Stored data:

━━━━━━━━━━

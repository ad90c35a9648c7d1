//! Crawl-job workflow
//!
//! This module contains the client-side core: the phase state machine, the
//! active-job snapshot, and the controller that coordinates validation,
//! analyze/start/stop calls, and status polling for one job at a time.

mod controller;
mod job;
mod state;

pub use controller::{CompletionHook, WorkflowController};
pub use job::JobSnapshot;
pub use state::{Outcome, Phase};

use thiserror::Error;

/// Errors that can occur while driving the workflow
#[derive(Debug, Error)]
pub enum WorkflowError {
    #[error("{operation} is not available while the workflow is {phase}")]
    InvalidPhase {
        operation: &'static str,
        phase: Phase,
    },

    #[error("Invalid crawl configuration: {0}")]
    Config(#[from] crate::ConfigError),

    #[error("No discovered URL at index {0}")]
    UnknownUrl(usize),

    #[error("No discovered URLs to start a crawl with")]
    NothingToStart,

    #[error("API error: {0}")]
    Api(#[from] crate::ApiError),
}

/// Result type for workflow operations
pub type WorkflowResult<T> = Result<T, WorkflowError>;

━━━━━━━━━━

__Task details__. From the first line to the last, copy the records exactly as they appear above.

__Exercise solution__.
repository ad90c35a9648c7d1
//! Crawl-job workflow
//!
//! This module contains the client-side core: the phase state machine, the
//! active-job snapshot, and the controller that coordinates validation,
//! analyze/start/stop calls, and status polling for one job at a time.

mod controller;
mod job;
mod state;

pub use controller::{CompletionHook, WorkflowController};
pub use job::JobSnapshot;
pub use state::{Outcome, Phase};

use thiserror::Error;

/// Errors that can occur while driving the workflow
#[derive(Debug, Error)]
pub enum WorkflowError {
    #[error("{operation} is not available while the workflow is {phase}")]
    InvalidPhase {
        operation: &'static str,
        phase: Phase,
    },

    #[error("Invalid crawl configuration: {0}")]
    Config(#[from] crate::ConfigError),

    #[error("No discovered URL at index {0}")]
    UnknownUrl(usize),

    #[error("No discovered URLs to start a crawl with")]
    NothingToStart,

    #[error("API error: {0}")]
    Api(#[from] crate::ApiError),
}

/// Result type for workflow operations
pub type WorkflowResult<T> = Result<T, WorkflowError>;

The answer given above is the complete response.